Governor’s statement following the ECB’s monetary policy meeting
After some favourable shifts as we moved into this year, the Russian military aggression and the consequent sanctions imposed have worsened the economic outlook in the euro area and in Slovenia, most notably sharply increasing the risk of a long period of elevated inflation. In the financial markets, following a brief period of volatility the situation has once again stabilised.
In these circumstances the Governing Council has decided to continue the normalisation of the monetary policy adopted in previous meetings.

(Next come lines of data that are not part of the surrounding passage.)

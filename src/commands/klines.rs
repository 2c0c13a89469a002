//! Klines command - fetch futures market klines and write JSON or CSV

use anyhow::{Context as _, Result};
use chrono::{DateTime, NaiveDate, NaiveTime};
use clap::ValueEnum;
use futures_klines::{Client, ClientConfig, Context, MarketKline};
use std::fs::File;
use std::io::{BufWriter, Write};
use std::path::PathBuf;
use std::time::Duration;
use tracing::{info, warn};

#[derive(Debug, Clone, Copy, PartialEq, Eq, ValueEnum)]
pub enum OutputFormat {
    Json,
    Csv,
}

#[derive(Debug)]
pub struct KlinesArgs {
    pub symbol: String,
    pub interval: String,
    pub limit: Option<u32>,
    pub start: Option<String>,
    pub end: Option<String>,
    pub format: OutputFormat,
    pub output: Option<PathBuf>,
    pub testnet: bool,
    pub timeout: Option<u64>,
}

pub fn run(args: KlinesArgs) -> Result<()> {
    let rt = tokio::runtime::Runtime::new()?;
    rt.block_on(fetch_and_write(args))
}

async fn fetch_and_write(args: KlinesArgs) -> Result<()> {
    let start = args.start.as_deref().map(parse_time).transpose()?;
    let end = args.end.as_deref().map(parse_time).transpose()?;

    let mut config = ClientConfig::from_env().context("Failed to load client configuration")?;
    if args.testnet {
        config = config.testnet();
    }
    info!("Using {}", config.base_url);
    let client = Client::new(config).context("Failed to create API client")?;

    let (ctx, cancel) = Context::with_cancel();
    let ctx = match args.timeout {
        Some(secs) => ctx.with_timeout(Duration::from_secs(secs)),
        None => ctx,
    };

    tokio::spawn(async move {
        match tokio::signal::ctrl_c().await {
            Ok(()) => {
                info!("Received Ctrl+C, cancelling request...");
                cancel.cancel();
            }
            Err(e) => warn!("Error setting up signal handler: {}", e),
        }
    });

    let mut service = client.new_market_klines_service();
    service.symbol(&args.symbol).interval(&args.interval);
    if let Some(limit) = args.limit {
        service.limit(limit);
    }
    if let Some(start) = start {
        service.start_time(start);
    }
    if let Some(end) = end {
        service.end_time(end);
    }

    let klines = service
        .execute(&ctx, &[])
        .await
        .with_context(|| format!("Failed to fetch klines for {} {}", args.symbol, args.interval))?;

    info!(
        "Fetched {} klines for {} {}",
        klines.len(),
        args.symbol,
        args.interval
    );

    match &args.output {
        Some(path) => {
            let file = File::create(path)
                .with_context(|| format!("Failed to create {}", path.display()))?;
            write_klines(&klines, args.format, BufWriter::new(file))?;
            info!("Saved {} rows to {}", klines.len(), path.display());
        }
        None => write_klines(&klines, args.format, std::io::stdout().lock())?,
    }

    Ok(())
}

/// Write klines in the requested format
pub fn write_klines<W: Write>(klines: &[MarketKline], format: OutputFormat, mut writer: W) -> Result<()> {
    match format {
        OutputFormat::Json => {
            serde_json::to_writer_pretty(&mut writer, klines)?;
            writeln!(writer)?;
            writer.flush()?;
        }
        OutputFormat::Csv => {
            let mut csv_writer = csv::Writer::from_writer(writer);
            for kline in klines {
                csv_writer.serialize(kline)?;
            }
            csv_writer.flush()?;
        }
    }
    Ok(())
}

/// Parse a time argument into epoch milliseconds.
///
/// Accepts raw milliseconds, RFC 3339, or a `YYYY-MM-DD` date (UTC midnight).
pub fn parse_time(input: &str) -> Result<i64> {
    let input = input.trim();

    if let Ok(ms) = input.parse::<i64>() {
        return Ok(ms);
    }
    if let Ok(dt) = DateTime::parse_from_rfc3339(input) {
        return Ok(dt.timestamp_millis());
    }
    if let Ok(date) = NaiveDate::parse_from_str(input, "%Y-%m-%d") {
        return Ok(date.and_time(NaiveTime::MIN).and_utc().timestamp_millis());
    }

    anyhow::bail!(
        "Invalid time '{}': expected epoch milliseconds, RFC 3339, or YYYY-MM-DD",
        input
    )
}

#[cfg(test)]
mod tests {
    use super::*;

    fn sample() -> MarketKline {
        MarketKline {
            open_time: 1620000000000,
            open: "100.0".to_string(),
            high: "105.0".to_string(),
            low: "99.0".to_string(),
            close: "102.0".to_string(),
            volume: "1500.5".to_string(),
            close_time: 1620003599999,
            quote_asset_volume: "153075.75".to_string(),
            trade_num: 42,
        }
    }

    #[test]
    fn test_parse_time_formats() {
        assert_eq!(parse_time("1620000000000").unwrap(), 1620000000000);
        assert_eq!(parse_time("0").unwrap(), 0);
        assert_eq!(parse_time("2021-05-03").unwrap(), 1620000000000);
        assert_eq!(
            parse_time("2021-05-03T00:00:00Z").unwrap(),
            1620000000000
        );
        assert_eq!(
            parse_time("2021-05-03T02:00:00+02:00").unwrap(),
            1620000000000
        );
        assert!(parse_time("yesterday").is_err());
    }

    #[test]
    fn test_write_csv() {
        let mut out = Vec::new();
        write_klines(&[sample()], OutputFormat::Csv, &mut out).unwrap();
        let text = String::from_utf8(out).unwrap();
        let mut lines = text.lines();
        assert_eq!(
            lines.next().unwrap(),
            "openTime,open,high,low,close,volume,closeTime,quoteAssetVolume,tradeNum"
        );
        assert_eq!(
            lines.next().unwrap(),
            "1620000000000,100.0,105.0,99.0,102.0,1500.5,1620003599999,153075.75,42"
        );
        assert!(lines.next().is_none());
    }

    #[test]
    fn test_write_json() {
        let mut out = Vec::new();
        write_klines(&[sample()], OutputFormat::Json, &mut out).unwrap();
        let parsed: Vec<MarketKline> = serde_json::from_slice(&out).unwrap();
        assert_eq!(parsed, vec![sample()]);
    }
}
//! Binance USD-M futures API client
//!
//! The shared [`Client`] performs public, keyed and signed calls; endpoint
//! services such as [`MarketKlinesService`] build on it.

pub mod auth;
pub mod client;
pub mod klines;
pub mod types;

pub use auth::Credentials;
pub use client::{Client, Request, RequestOption, SecurityType};
pub use klines::{MarketKlinesService, MARKET_KLINES_ENDPOINT};
pub use types::{MarketKline, KLINE_MIN_FIELDS};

We should underline here that we stand ready to adjust all of our instruments, as appropriate, to ensure that inflation stabilises at its 2% target over the medium term.

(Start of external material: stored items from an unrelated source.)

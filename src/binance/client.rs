//! Shared Binance futures API client
//!
//! Every endpoint service builds a [`Request`] and hands it to
//! [`Client::call_api`], which resolves the URL, applies per-call
//! [`RequestOption`]s, signs when required, and races the HTTP call against the
//! caller's [`Context`].
//!
//! # Example
//! ```no_run
//! use futures_klines::binance::Client;
//! use futures_klines::context::Context;
//!
//! #[tokio::main]
//! async fn main() -> anyhow::Result<()> {
//!     let client = Client::from_env()?;
//!     let klines = client
//!         .new_market_klines_service()
//!         .symbol("BTCUSDT")
//!         .interval("1h")
//!         .limit(100)
//!         .execute(&Context::background(), &[])
//!         .await?;
//!     println!("Fetched {} klines", klines.len());
//!     Ok(())
//! }
//! ```

use reqwest::header::{HeaderMap, HeaderName, HeaderValue};
use reqwest::{Method, StatusCode, Url};
use tracing::{debug, warn};

use super::auth::{Credentials, API_KEY_HEADER};
use super::types::ApiErrorPayload;
use crate::config::ClientConfig;
use crate::context::Context;
use crate::error::{Error, Result};

/// How a request authenticates
#[derive(Debug, Clone, Copy, PartialEq, Eq, Default)]
pub enum SecurityType {
    /// Public endpoint
    #[default]
    None,
    /// API key header only
    ApiKey,
    /// API key header plus `timestamp` and HMAC `signature` parameters
    Signed,
}

/// One API call: method, endpoint path, ordered query parameters and headers
#[derive(Debug, Clone)]
pub struct Request {
    pub method: Method,
    pub endpoint: String,
    pub security: SecurityType,
    params: Vec<(String, String)>,
    headers: HeaderMap,
    recv_window: Option<i64>,
}

impl Request {
    pub fn new(method: Method, endpoint: impl Into<String>) -> Self {
        Self {
            method,
            endpoint: endpoint.into(),
            security: SecurityType::None,
            params: Vec::new(),
            headers: HeaderMap::new(),
            recv_window: None,
        }
    }

    pub fn with_security(mut self, security: SecurityType) -> Self {
        self.security = security;
        self
    }

    /// Set a query parameter, replacing any earlier value for `key`
    pub fn set_param(&mut self, key: &str, value: impl ToString) -> &mut Self {
        let value = value.to_string();
        match self.params.iter_mut().find(|(k, _)| k == key) {
            Some(slot) => slot.1 = value,
            None => self.params.push((key.to_string(), value)),
        }
        self
    }

    pub fn param(&self, key: &str) -> Option<&str> {
        self.params
            .iter()
            .find(|(k, _)| k == key)
            .map(|(_, v)| v.as_str())
    }

    pub fn params(&self) -> &[(String, String)] {
        &self.params
    }

    pub fn headers(&self) -> &HeaderMap {
        &self.headers
    }

    pub fn recv_window(&self) -> Option<i64> {
        self.recv_window
    }
}

/// Per-call overrides forwarded to the transport
#[derive(Debug, Clone)]
pub enum RequestOption {
    /// `recvWindow` for signed requests, overriding the client default
    RecvWindow(i64),
    Header(HeaderName, HeaderValue),
    Headers(HeaderMap),
}

impl RequestOption {
    pub fn apply(&self, request: &mut Request) {
        match self {
            Self::RecvWindow(window) => request.recv_window = Some(*window),
            Self::Header(name, value) => {
                request.headers.insert(name.clone(), value.clone());
            }
            Self::Headers(headers) => {
                for (name, value) in headers {
                    request.headers.insert(name.clone(), value.clone());
                }
            }
        }
    }
}

/// Binance USD-M futures API client
#[derive(Debug, Clone)]
pub struct Client {
    http: reqwest::Client,
    base_url: String,
    credentials: Option<Credentials>,
    recv_window: Option<i64>,
}

impl Client {
    /// Create a client from configuration
    pub fn new(config: ClientConfig) -> Result<Self> {
        let http = reqwest::Client::builder()
            .timeout(config.timeout)
            .user_agent(config.user_agent)
            .build()?;

        Ok(Self {
            http,
            base_url: config.base_url.trim_end_matches('/').to_string(),
            credentials: config.credentials,
            recv_window: config.recv_window,
        })
    }

    /// Create a client from environment variables (see [`ClientConfig::from_env`])
    pub fn from_env() -> Result<Self> {
        Self::new(ClientConfig::from_env()?)
    }

    /// Create an unauthenticated client against a custom base URL
    pub fn with_base_url(base_url: impl Into<String>) -> Result<Self> {
        Self::new(ClientConfig::default().with_base_url(base_url))
    }

    pub fn base_url(&self) -> &str {
        &self.base_url
    }

    pub fn has_credentials(&self) -> bool {
        self.credentials.is_some()
    }

    /// Send `request` and return the raw response body.
    ///
    /// Fails with [`Error::Cancelled`] or [`Error::DeadlineExceeded`] if `ctx`
    /// ends first; an already-ended context never sends. Statuses of 400 and
    /// above map to [`Error::Api`] or [`Error::Http`].
    pub async fn call_api(
        &self,
        ctx: &Context,
        mut request: Request,
        opts: &[RequestOption],
    ) -> Result<Vec<u8>> {
        if let Some(err) = ctx.err() {
            return Err(err);
        }

        for opt in opts {
            opt.apply(&mut request);
        }

        let (url, headers) = self.prepare(&request)?;
        debug!(
            "{} {} params={:?}",
            request.method,
            request.endpoint,
            request.params()
        );

        let send = async {
            let response = self
                .http
                .request(request.method.clone(), url)
                .headers(headers)
                .send()
                .await?;

            let status = response.status();
            let body = response.bytes().await?;

            if status.is_client_error() || status.is_server_error() {
                let err = error_from_response(status, &body);
                warn!("{} {} failed: {}", request.method, request.endpoint, err);
                return Err(err);
            }

            debug!("{} {} -> {} ({} bytes)", request.method, request.endpoint, status, body.len());
            Ok::<_, Error>(body.to_vec())
        };

        tokio::select! {
            biased;
            err = ctx.done() => {
                debug!("{} {} aborted: {}", request.method, request.endpoint, err);
                Err(err)
            }
            result = send => result,
        }
    }

    /// Resolve the final URL and headers, adding auth and signature when required
    fn prepare(&self, request: &Request) -> Result<(Url, HeaderMap)> {
        let raw = format!("{}{}", self.base_url, request.endpoint);
        let mut url = Url::parse(&raw).map_err(|e| Error::InvalidUrl(format!("{}: {}", raw, e)))?;
        let mut headers = request.headers.clone();
        let mut params = request.params.clone();

        let credentials = match request.security {
            SecurityType::None => None,
            SecurityType::ApiKey | SecurityType::Signed => {
                let credentials = self.credentials.as_ref().ok_or(Error::MissingCredentials)?;
                let key = HeaderValue::from_str(credentials.api_key())
                    .map_err(|_| Error::Config("API key is not a valid header value".to_string()))?;
                headers.insert(API_KEY_HEADER, key);
                Some(credentials)
            }
        };

        if request.security == SecurityType::Signed {
            if let Some(window) = request.recv_window.or(self.recv_window) {
                params.push(("recvWindow".to_string(), window.to_string()));
            }
            params.push((
                "timestamp".to_string(),
                chrono::Utc::now().timestamp_millis().to_string(),
            ));
        }

        if !params.is_empty() {
            let mut pairs = url.query_pairs_mut();
            for (key, value) in &params {
                pairs.append_pair(key, value);
            }
        }

        if let (SecurityType::Signed, Some(credentials)) = (request.security, credentials) {
            let signature = credentials.sign(url.query().unwrap_or_default());
            url.query_pairs_mut().append_pair("signature", &signature);
        }

        Ok((url, headers))
    }
}

fn error_from_response(status: StatusCode, body: &[u8]) -> Error {
    match serde_json::from_slice::<ApiErrorPayload>(body) {
        Ok(payload) => Error::Api {
            status,
            code: payload.code,
            msg: payload.msg,
        },
        Err(_) => Error::Http {
            status,
            body: String::from_utf8_lossy(body).into_owned(),
        },
    }
}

After some favourable shifts as we moved into this year, the Russian military aggression and the consequent sanctions imposed have worsened the economic outlook in the euro area. While the high-frequency indicators of economic activity in March showed no shrinkage of economic activity, the situation in Ukraine has already brought about a pronounced deterioration in sentiment among households and companies. The indicators of consumer confidence have thus fallen to levels that were recorded during the first wave of the pandemic in Europe. Alongside the deterioration in sentiment and the consequent decline in demand, in the future economic activity could be negatively impacted by uncertainties over the supply of key energy products and the effect of the war on the availability of raw materials. Supply chain problems are indeed tightened up by the measures in Asia related to the pandemic.

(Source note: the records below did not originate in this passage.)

//! # worldcal-events
//!
//! Typed per-date event buckets for the world calendar.
//!
//! Each calendar date owns an ordered bucket of events; each event
//! carries a title, an author, a description, and an ordered comment
//! thread. The [`EventMap`] is the single source of truth for calendar
//! content in a session; persistence mirrors it through the string form
//! of [`DateKey`].
//!
//! ## Quick Start
//!
//! ```ignore
//! use worldcal_events::{DateKey, Event, EventMap};
//!
//! let mut map = EventMap::new();
//! let key = DateKey::new(0, 1, 1);
//! map.add_event(key, Event::new("Trade hall opening", "alex", "Bring emeralds"));
//!
//! let previews = map.preview_titles(key, 2, 20);
//! assert_eq!(previews, ["Trade hall opening"]);
//! ```
//!
//! ## Modules
//!
//! | Module | Description |
//! |--------|-------------|
//! | `key` | Typed date keys and their string form |
//! | `event` | Event and comment records |
//! | `map` | The bucket map and preview derivation |
//! | `error` | Error types |

mod error;
mod event;
mod key;
mod map;

pub use error::EventError;
pub use event::{Comment, Event};
pub use key::DateKey;
pub use map::{EventMap, DEFAULT_PREVIEW_CHARS, DEFAULT_PREVIEW_COUNT};
//! Error types for the worldcal-store crate.

use std::path::PathBuf;

/// Error type for all fallible operations in the worldcal-store crate.
///
/// This enum covers I/O failures on document files and malformed
/// document bodies. Transient save failures are not errors at this
/// level: they are retried and then absorbed by the cache fallback, and
/// only surface here when the fallback itself fails.
#[derive(Debug, thiserror::Error)]
pub enum StoreError {
    /// Returned when reading a document file fails for a reason other
    /// than the file being absent.
    #[error("failed to read {}: {reason}", path.display())]
    Read {
        /// Path of the document that could not be read.
        path: PathBuf,
        /// Description of the underlying I/O failure.
        reason: String,
    },

    /// Returned when a document file cannot be written.
    #[error("failed to write {}: {reason}", path.display())]
    Write {
        /// Path of the document that could not be written.
        path: PathBuf,
        /// Description of the underlying I/O failure.
        reason: String,
    },

    /// Returned when a document file exists but does not hold a valid
    /// calendar document.
    #[error("malformed document {}: {reason}", path.display())]
    Malformed {
        /// Path of the offending document.
        path: PathBuf,
        /// Description of the parse failure.
        reason: String,
    },
}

Slovenia saw the economy continue to perform well in the early part of this year, following last year’s extremely high economic growth. According to currently available data, the increase in economic activity in the first quarter has continued, although the growth was lower than in the previous quarter.
The outbreak of the Russian military aggression in February brought a sharp increase in the risk of a longer period of high inflation in the euro area. The rate passed 2.0% in July of last year, and due to the additional increase in the prices of energy, raw materials and food reached 7.5% in March of this year. Inflation is becoming increasingly broad-based, and this is reflected in the growth of core inflation, while concern is growing over the elevated inflation expectations.
Following a tightening of the financing conditions in the financial markets in light of the Russian military aggression, in recent weeks these conditions have eased once again. The prices of shares have grown and made up for a sizable part of the losses this year, while the premiums in the yields on bonds of more risk-prone countries of the euro area and private sector bonds have fallen, and once again approached the levels before the military invasion. Interest rates on bank loans in the euro area also remain at historically low levels, both for companies and households.
Given such trends the ECB Governing Council approved the continued gradual normalisation of monetary policy. At yesterday’s meeting we took the view that the latest data and trends are reinforcing our expectation that we will be ending the net buying of securities under the APP in the third quarter of this year. In conditions of high uncertainty we would underline that in the future we will continue to maintain various options regarding steps, flexibility and a gradual approach in our decision-making.
The members of the Governing Council stand ready to adjust all our instruments, as appropriate, to ensure that inflation stabilises at its 2% target over the medium term.